Similar to creating a TempView and using "SELECT" statements, you can use the .select() method of the pyspark dataframes, to just show a subset of all the Columns

In [18]:
# Select() example
consumers_subset = consumers.select("Smoking","Drink_Level").show(10)

+-------+--------------+
|Smoking|   Drink_Level|
+-------+--------------+
|     No|    Abstemious|
|     No|    Abstemious|
|     No|Social Drinker|
|     No|    Abstemious|
|     No|    Abstemious|
|    Yes|Social Drinker|
|     No|Casual Drinker|
|     No|Social Drinker|
|     No|    Abstemious|
|     No|Social Drinker|
+-------+--------------+
only showing top 10 rows



In [19]:
# Filter
consumers.filter(consumers.Budget == 'Low').show(3)

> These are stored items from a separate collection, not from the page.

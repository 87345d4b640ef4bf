//! Native-to-canonical type mapping.
//!
//! Every native type the engine declares for a rowset column either has an
//! explicit canonical target or is rejected with `UnsupportedType`. Nothing
//! is silently degraded to text.

use base64::Engine as _;
use chrono::{DateTime, NaiveDate, NaiveDateTime};
use rust_decimal::Decimal;
use std::str::FromStr;

use super::{CanonicalType, NativeCell, NativeType, Value};
use crate::error::{BridgeError, Result};

/// Maps a native column type to its canonical type.
pub fn map_column_type(native: &NativeType) -> Result<CanonicalType> {
    match native.name() {
        "byte" | "short" | "int" | "long" | "unsignedByte" | "unsignedShort" | "unsignedInt" => {
            Ok(CanonicalType::Integer)
        }
        // unsignedLong can exceed i64, so it is kept exact as a decimal
        "unsignedLong" | "decimal" => Ok(CanonicalType::Decimal),
        "float" | "double" => Ok(CanonicalType::Float),
        "string" => Ok(CanonicalType::Text),
        "boolean" => Ok(CanonicalType::Boolean),
        "dateTime" | "date" => Ok(CanonicalType::DateTime),
        "base64Binary" => Ok(CanonicalType::Binary),
        other => Err(BridgeError::unsupported_type(format!(
            "native type 'xsd:{other}' has no canonical mapping"
        ))),
    }
}

/// Maps one native cell of the given native type to a canonical value.
///
/// A null cell is `Value::Null` for every supported type.
pub fn map_value(cell: &NativeCell, native: &NativeType) -> Result<Value> {
    let canonical = map_column_type(native)?;
    let text = match cell {
        NativeCell::Null => return Ok(Value::Null),
        NativeCell::Text(text) => text,
    };

    let bad = || {
        BridgeError::protocol(format!(
            "cannot read '{text}' as xsd:{}",
            native.name()
        ))
    };

    match canonical {
        CanonicalType::Text => Ok(Value::Text(text.clone())),
        CanonicalType::Integer => text
            .trim()
            .parse::<i64>()
            .map(Value::Integer)
            .map_err(|_| bad()),
        CanonicalType::Decimal => parse_decimal(text.trim()).map(Value::Decimal).ok_or_else(bad),
        CanonicalType::Float => parse_float(text.trim()).map(Value::Float).ok_or_else(bad),
        CanonicalType::Boolean => match text.trim() {
            "true" | "1" => Ok(Value::Boolean(true)),
            "false" | "0" => Ok(Value::Boolean(false)),
            _ => Err(bad()),
        },
        CanonicalType::DateTime => parse_datetime(text.trim())
            .map(Value::DateTime)
            .ok_or_else(bad),
        CanonicalType::Binary => {
            let compact: String = text.chars().filter(|c| !c.is_whitespace()).collect();
            base64::engine::general_purpose::STANDARD
                .decode(compact)
                .map(Value::Binary)
                .map_err(|_| bad())
        }
    }
}

/// Parses a decimal from its lexical form without passing through binary floating point.
fn parse_decimal(text: &str) -> Option<Decimal> {
    if text.contains(['e', 'E']) {
        Decimal::from_scientific(text).ok()
    } else {
        Decimal::from_str(text).ok()
    }
}

/// Parses an XSD float, including the `INF`, `-INF` and `NaN` lexical forms.
fn parse_float(text: &str) -> Option<f64> {
    match text {
        "INF" | "+INF" => Some(f64::INFINITY),
        "-INF" => Some(f64::NEG_INFINITY),
        "NaN" => Some(f64::NAN),
        _ => text.parse::<f64>().ok(),
    }
}

/// Parses an XSD dateTime or date. An offset, if any, is dropped and the
/// wall-clock value kept.
fn parse_datetime(text: &str) -> Option<NaiveDateTime> {
    if let Ok(dt) = NaiveDateTime::parse_from_str(text, "%Y-%m-%dT%H:%M:%S%.f") {
        return Some(dt);
    }
    if let Ok(dt) = DateTime::parse_from_rfc3339(text) {
        return Some(dt.naive_local());
    }
    NaiveDate::parse_from_str(text, "%Y-%m-%d")
        .ok()
        .and_then(|d| d.and_hms_opt(0, 0, 0))
}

+-----------+---------------+---------------+-------+---------+-----------+-------+--------------+---------------------+--------------+-----------+---+----------+------+
|Consumer_ID|           City|          State|Country| Latitude|  Longitude|Smoking|   Drink_Level|Transportation_Method|Marital_Status|   Children|Age|Occupation|Budget|
+-----------+---------------+---------------+-------+---------+-----------+-------+--------------+---------------------+--------------+-----------+---+----------+------+
|      U1002|San Luis Potosi|San Luis Potosi| Mexico|22.150087|-100.983325|     No|    Abstemious|               Public|        Single|Independent| 22|   Student|   Low|
|      U1003|San Luis Potosi|San Luis Potosi| Mexico|22.119847|-100.946527|     No|Social Drinker|               Public|        Single|Independent| 23|   Student|   Low|
|      U1007|San Luis Potosi|San Luis Potosi| Mexico|22.118464|-100.938256|     No|Casual Drinker|               Public|        Single|Independent| 23

In [20]:
# Aggregations, e.g. sum, avg, count, min, max

# For example, find the younger age among the people with high budget
consumers.filter(consumers.Budget == 'High').groupBy().min("Age").show()

+--------+
|min(Age)|
+--------+
|      21|
+--------+



In [21]:
#Joins

#bring in restaurants data from csv file
restaurants_csv = "../data/restaurants.csv"
restaurants = spark\
        .read.format("csv")\
        .option("inferSchema", "True")\
        .option("header", "True")\
        .csv(restaurants_csv)

restaurants.show(5)

+-------------+------------------+---------------+---------------+-------+--------+----------+------------+---------------+---------------+-----+---------+------+-------+
|Restaurant_ID|              Name|           City|          State|Country|Zip_Code|  Latitude|   Longitude|Alcohol_Service|Smoking_Allowed|Price|Franchise|  Area|Parking|
+-------------+------------------+---------------+---------------+-------+--------+----------+------------+---------------+---------------+-----+---------+------+-------+
|       132560|Puesto de Gorditas|Ciudad Victoria|     Tamaulipas| Mexico|    null|23.7523041| -99.1669133|           None|            Yes|  Low|       No|  Open| Public|
|       132561|        Cafe Ambar|Ciudad Victoria|     Tamaulipas| Mexico|    null| 23.726819| -99.1265059|           None|             No|  Low|       No|Closed|   None|
|       132564|          Church's|Ciudad Victoria|     Tamaulipas| Mexico|    null|23.7309245| -99.1451848|           None|             No|  Low|

In [22]:
# Read ratings data from csv file
ratings_csv = "../data/ratings.csv"
ratings = spark\
        .read.format("csv")\
        .option("inferSchema", "True")\
        .option("header", "True")\
        .csv(ratings_csv)

ratings.show(5)

+-----------+-------------+--------------+-----------+--------------+
|Consumer_ID|Restaurant_ID|Overall_Rating|Food_Rating|Service_Rating|
+-----------+-------------+--------------+-----------+--------------+
|      U1077|       135085|             2|          2|             2|
|      U1077|       135038|             2|          2|             1|
|      U1077|       132825|             2|          2|             2|
|      U1077|       135060|             1|          2|             2|
|      U1068|       135104|             1|          1|             2|
+-----------+-------------+--------------+-----------+--------------+
only showing top 5 rows



In [23]:
# Perform Left join between consumers with ratings and restaurants. 
# Same logic applies for inner, right, etc.
joined_df = consumers.join(ratings, consumers['Consumer_ID']==ratings['Consumer_ID'], how="left") \
                     .join (restaurants, ratings['Restaurant_ID']==restaurants['Restaurant_ID'], how="left")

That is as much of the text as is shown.